> **YOUR OBJECTIVE**:
Check each line of the data for "FromRecord" and select those that have it.

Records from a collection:
..............................

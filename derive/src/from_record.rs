use std::collections::HashMap;

use proc_macro::TokenStream;
use quote::{ToTokens, quote};
use syn::{
    Data, DeriveInput, Error, ExprClosure, Field, Fields, GenericArgument, Ident, LitInt, Pat,
    PathArguments, Result, Token, Type,
    parse::{Parse, ParseStream},
    spanned::Spanned,
};

pub(crate) fn expand_from_record(input: &DeriveInput) -> Result<TokenStream> {
    let Data::Struct(data) = &input.data else {
        Err(Error::new(
            input.span(),
            "`FromRecord` may only be derived on structs.",
        ))?
    };

    let Fields::Named(fields) = &data.fields else {
        Err(Error::new(
            input.span(),
            "`FromRecord` may only be derived on structs with named fields.",
        ))?
    };

    let fields = fields
        .named
        .iter()
        .map(FieldMetadata::parse)
        .filter_map(Result::transpose) // Skip fields without an attribute.
        .collect::<Result<Vec<_>>>()?;

    let mut cases = HashMap::new();
    let mut time_case = None;

    for field in &fields {
        match &field.identifier {
            FieldIdentifier::Number(number) => {
                let assignment = field.assignment(quote! { value });
                let case = quote! { #number => { #assignment } };

                if cases.insert(number.base10_digits().to_owned(), case).is_some() {
                    Err(Error::new(
                        number.span(),
                        "Field identifiers must be unique.",
                    ))?
                }
            }
            FieldIdentifier::Time(ident) => {
                let assignment =
                    field.assignment(quote! { &::cassette::Value::Timestamp(timestamp) });

                if time_case.replace(assignment).is_some() {
                    Err(Error::new_spanned(ident, "Field identifiers must be unique."))?
                }
            }
        }
    }

    let cases = cases.into_values();

    let time_method = time_case.map(|assignment| {
        quote! {
            fn add_timestamp(&mut self, timestamp: ::cassette::Timestamp) {
                #assignment
            }
        }
    });

    let name = &input.ident;

    let expanded = quote! {
        impl ::cassette::avec::FromRecord for #name {
            fn add_value(&mut self, field: u8, value: &::cassette::Value) {
                match field {
                    #(#cases)*
                    _ => {}
                }
            }

            #time_method
        }
    };

    Ok(expanded.into())
}

struct FieldMetadata {
    name: Ident,
    /// The type converted to with `FromValue`.
    target: Type,
    identifier: FieldIdentifier,
    handler: Option<(Type, ExprClosure)>,
}

enum FieldIdentifier {
    Number(LitInt),
    Time(Ident),
}

impl FieldMetadata {
    fn parse(field: &Field) -> Result<Option<Self>> {
        let Some(attr) = field.attrs.iter().find(|a| a.path().is_ident("field")) else {
            return Ok(None);
        };

        let Some(name) = field.ident.clone() else {
            Err(Error::new_spanned(field, "Field must be named."))?
        };

        let FieldAttribute {
            identifier,
            handler,
        } = attr.meta.require_list()?.parse_args()?;

        let target = match &handler {
            Some(handler) => closure_value_type(handler)?,
            None => option_inner_type(&field.ty)?,
        };

        let handler = handler.map(|h| (field.ty.clone(), h));

        Ok(Some(Self {
            name,
            target,
            identifier,
            handler,
        }))
    }

    /// Convert `value`, an expression of type `&Value`, and store it.
    fn assignment(&self, value: impl ToTokens) -> impl ToTokens {
        let Self {
            name,
            target,
            handler,
            ..
        } = self;

        let store = match handler {
            Some((field_type, handler)) => {
                let acc = &handler.inputs[0];
                let val = &handler.inputs[1];
                let body = &handler.body;

                quote! {
                    (|#acc: &mut #field_type, #val| { #body })(&mut self.#name, converted)
                }
            }
            None => quote! { self.#name = Some(converted) },
        };

        quote! {
            if let Some(converted) = <#target as ::cassette::FromValue>::from_value(#value) {
                #store;
            }
        }
    }
}

/// The annotated type of a handler closure's second parameter.
fn closure_value_type(handler: &ExprClosure) -> Result<Type> {
    if handler.inputs.len() != 2 {
        Err(Error::new_spanned(
            handler,
            "Handler closure must have two parameters.",
        ))?
    }

    let parameter = &handler.inputs[1];
    let Pat::Type(pat_type) = parameter else {
        Err(Error::new_spanned(
            parameter,
            "Handler closure's second parameter must be annotated with the expected value type.",
        ))?
    };

    Ok((*pat_type.ty).clone())
}

/// The `T` of a field of type `Option<T>`.
fn option_inner_type(ty: &Type) -> Result<Type> {
    let Type::Path(path) = ty else {
        Err(Error::new_spanned(ty, "Field must have type `Option<T>`."))?
    };

    let Some(segment) = path.path.segments.last() else {
        Err(Error::new_spanned(ty, "Field must have type `Option<T>`."))?
    };

    if segment.ident != "Option" {
        Err(Error::new_spanned(
            &segment.ident,
            "Field without a handler must have type `Option<T>`.",
        ))?
    }

    let PathArguments::AngleBracketed(arguments) = &segment.arguments else {
        Err(Error::new_spanned(
            &segment.arguments,
            "Field of type `Option<T>` must have a generic parameter.",
        ))?
    };

    let Some(GenericArgument::Type(inner_type)) = arguments.args.first() else {
        Err(Error::new_spanned(
            &arguments.args,
            "Generic argument of a field of type `Option<T>` must be a type.",
        ))?
    };

    Ok(inner_type.clone())
}

struct FieldAttribute {
    identifier: FieldIdentifier,
    handler: Option<ExprClosure>,
}

impl Parse for FieldAttribute {
    fn parse(input: ParseStream) -> Result<Self> {
        let identifier = if input.peek(Ident) {
            let ident = input.parse::<Ident>()?;

            if ident != "time" {
                Err(Error::new_spanned(
                    &ident,
                    "Field identifier must be an integer literal or `time`.",
                ))?
            }

            FieldIdentifier::Time(ident)
        } else {
            FieldIdentifier::Number(input.parse::<LitInt>()?)
        };

        let handler = if !input.is_empty() {
            input.parse::<Token![,]>()?;
            Some(input.parse::<ExprClosure>()?)
        } else {
            None
        };

        Ok(Self {
            identifier,
            handler,
        })
    }
}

..............................

> **ANSWER SPACE**:
            "`FromRecord` may only be derived on structs.",
            "`FromRecord` may only be derived on structs with named fields.",
        impl ::cassette::avec::FromRecord for #name {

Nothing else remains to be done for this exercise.